Dalam pemerintahan, kekuasaan publik dijalankan oleh pejabat pemerintah atau para birokrat yang melaksanakan tugasnya sesuai dengan peranan dan fungsinya dalam sistem birokrasi negara dan harus mampu mengendalikan orang-orang yang dipimpinnya. Birokrasi dalam hal ini mempunyai tiga arti, yaitu :
1. Sebagai tipe organisasi yang khas;
2. Sebagai suatu sistem;
3. Sebagai suatu tatanan jiwa tertentu dan alat kerja pada organ negara untuk mencapai tujuannya.
Fritz Morstein Marx mengatakan (terjemahan) :
“bahwa tipe organisasi yang dipergunakan pemerintah yang modern untuk pelaksanaan berbagai tugas-tugas yang bersifat spesialis, dilaksanakan dalam sistem administrasi dan khususnya oleh aparatur pemerintah”.
Birokrasi juga dimaksudkan untuk mengorganisir secara teratur suatu pekerjaan yang dilakukan banyak orang, birokrasi adalah tipe dari suatu organisasi untuk mencapai tugas-tugas administrasi besar dengan cara mengkoordinasi secara sistematis atau teratur pekerjaan dari banyak orang. Birokrasi sebagai suatu sistem kerja dimaksudkan sebagai sistem kerja yang berdasarkan atas tata hubungan kerja
sama antara jabatan-jabatan secara langsung mengenai persoalan yang formil menurut prosedur yang berlaku dan tidak adanya rasa sentimen tanpa emosi atau pilih kasih, tanpa pamrih dan prasangka.

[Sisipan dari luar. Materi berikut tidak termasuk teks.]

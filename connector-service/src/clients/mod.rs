pub mod adyen;
pub mod mirakl;

pub use adyen::{AdyenApi, AdyenClient, AdyenError};
pub use mirakl::{MiraklApi, MiraklClient, MiraklError};
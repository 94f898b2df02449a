// connector-service/src/models/doc_retry.rs

use chrono::{DateTime, Utc};
use serde::{Deserialize, Serialize};
use sqlx::{FromRow, PgPool};

/// A marketplace document whose upload failed at least once
#[derive(Debug, Clone, PartialEq, Serialize, Deserialize, FromRow)]
pub struct DocRetry {
    pub id: i64,
    pub doc_id: String,
    pub shop_id: String,
    pub times_failed: i32,
    pub created_at: DateTime<Utc>,
    pub updated_at: DateTime<Utc>,
}

impl DocRetry {
    pub async fn find_retryable(pool: &PgPool, max_retries: i32) -> Result<Vec<DocRetry>, sqlx::Error> {
        let records = sqlx::query_as::<_, DocRetry>(
            "SELECT * FROM doc_retry WHERE times_failed <= $1 ORDER BY created_at ASC"
        )
        .bind(max_retries)
        .fetch_all(pool)
        .await?;

        Ok(records)
    }

    pub async fn find_by_shop(pool: &PgPool, shop_id: &str) -> Result<Vec<DocRetry>, sqlx::Error> {
        let records = sqlx::query_as::<_, DocRetry>(
            "SELECT * FROM doc_retry WHERE shop_id = $1 ORDER BY created_at ASC"
        )
        .bind(shop_id)
        .fetch_all(pool)
        .await?;

        Ok(records)
    }

    /// Insert or bump the failure counter, then append the error to its history
    pub async fn record_failure(
        pool: &PgPool,
        doc_id: &str,
        shop_id: &str,
        error: &str,
    ) -> Result<DocRetry, sqlx::Error> {
        let mut tx = pool.begin().await?;

        let record = sqlx::query_as::<_, DocRetry>(
            r#"
            INSERT INTO doc_retry (doc_id, shop_id, times_failed, created_at, updated_at)
            VALUES ($1, $2, 1, NOW(), NOW())
            ON CONFLICT (doc_id)
            DO UPDATE SET times_failed = doc_retry.times_failed + 1, updated_at = NOW()
            RETURNING *
            "#
        )
        .bind(doc_id)
        .bind(shop_id)
        .fetch_one(&mut *tx)
        .await?;

        sqlx::query("INSERT INTO doc_error (doc_retry_id, error, created_at) VALUES ($1, $2, NOW())")
            .bind(record.id)
            .bind(error)
            .execute(&mut *tx)
            .await?;

        tx.commit().await?;

        Ok(record)
    }

    /// Errors cascade with the retry row
    pub async fn delete_by_doc_id(pool: &PgPool, doc_id: &str) -> Result<u64, sqlx::Error> {
        let result = sqlx::query("DELETE FROM doc_retry WHERE doc_id = $1")
            .bind(doc_id)
            .execute(pool)
            .await?;

        Ok(result.rows_affected())
    }
}
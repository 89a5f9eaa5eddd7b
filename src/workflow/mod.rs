pub mod download;
pub mod session;
pub mod stage;
pub mod state;

pub use session::ConversionSession;
pub use stage::Stage;
pub use state::{PendingUpload, WorkflowState};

Apa yang ingin ditonjolkan disini adalah suatu tata hubungan antara jabatan-jabatan, pejabat-pejabat, unit instansi dan departemen pemerintahan. Dalam tata hubungan ini, bagaimana suatu penyampaian gagasan, rencana, perintah, nilai-nilai, perasaan dan tujuan dapat diterima dengan baik oleh pihak lain sebagai penerima dengan cara penyampaiannya harus mudah dan tepat serta berdasarkan hukum. Birokrat dalam melaksanakan tugas dan kewenangannya harus dilandasi persepsi dan kesadaran hukum yang tinggi, adapun ciri-ciri birokrasi, yaitu :
1. Adanya pelaksanaan prinsip-prinsip organisasi dengan sepenuhnya;
2. Adanya peraturan yang benar-benar ditaati;
3. Para pejabat bekerja dengan penuh perhatian menurut kemampuan masing-masing
(sense of belonging);
4. Para pejabat terikat oleh disiplin;
5. Para pejabat diangkat berdasarkan syarat-syarat teknis berdasarkan peraturan (meryt
system);
6. Adanya pemisahan yang tegas antara urusan dinas dan urusan pribadi.
Dalam melaksanakan birokrasi negara, setiap pejabat dalam melaksanakan tugasnya dilengkapi dengan dua asas, yaitu:
1. Asas Legalitas
Asas ini berarti tidak ada satu pun perbuatan atau keputusan dari pejabat atau para birokrat yang bersangkutan, boleh dilakukan tanpa dasar suatu ketentuan undang-undang, untuk itu para pejabat atau para birokrat harus memperhatikan delapan unsur legalitas, yaitu peraturan tertulis, penyebaran atau penggunaan peraturan, tidak berlaku surut, peraturan bisa dimengerti, tidak bertentangan satu sama lain, tidak menuntut diluar kemampuan orang, tidak sering berubah-ubah dan sesuai antara peraturan dan pelaksanaannya.
2. Asas Freies Ermessen atau Diskresi
Artinya pejabat atau para birokrat tidak boleh menolak mengambil keputusan dengan alasan tidak ada peraturan, oleh karena itu diberikan kebebasan untuk mengambil keputusan menurut pendapatnya sendiri asalkan tidak melanggar asas legalitas.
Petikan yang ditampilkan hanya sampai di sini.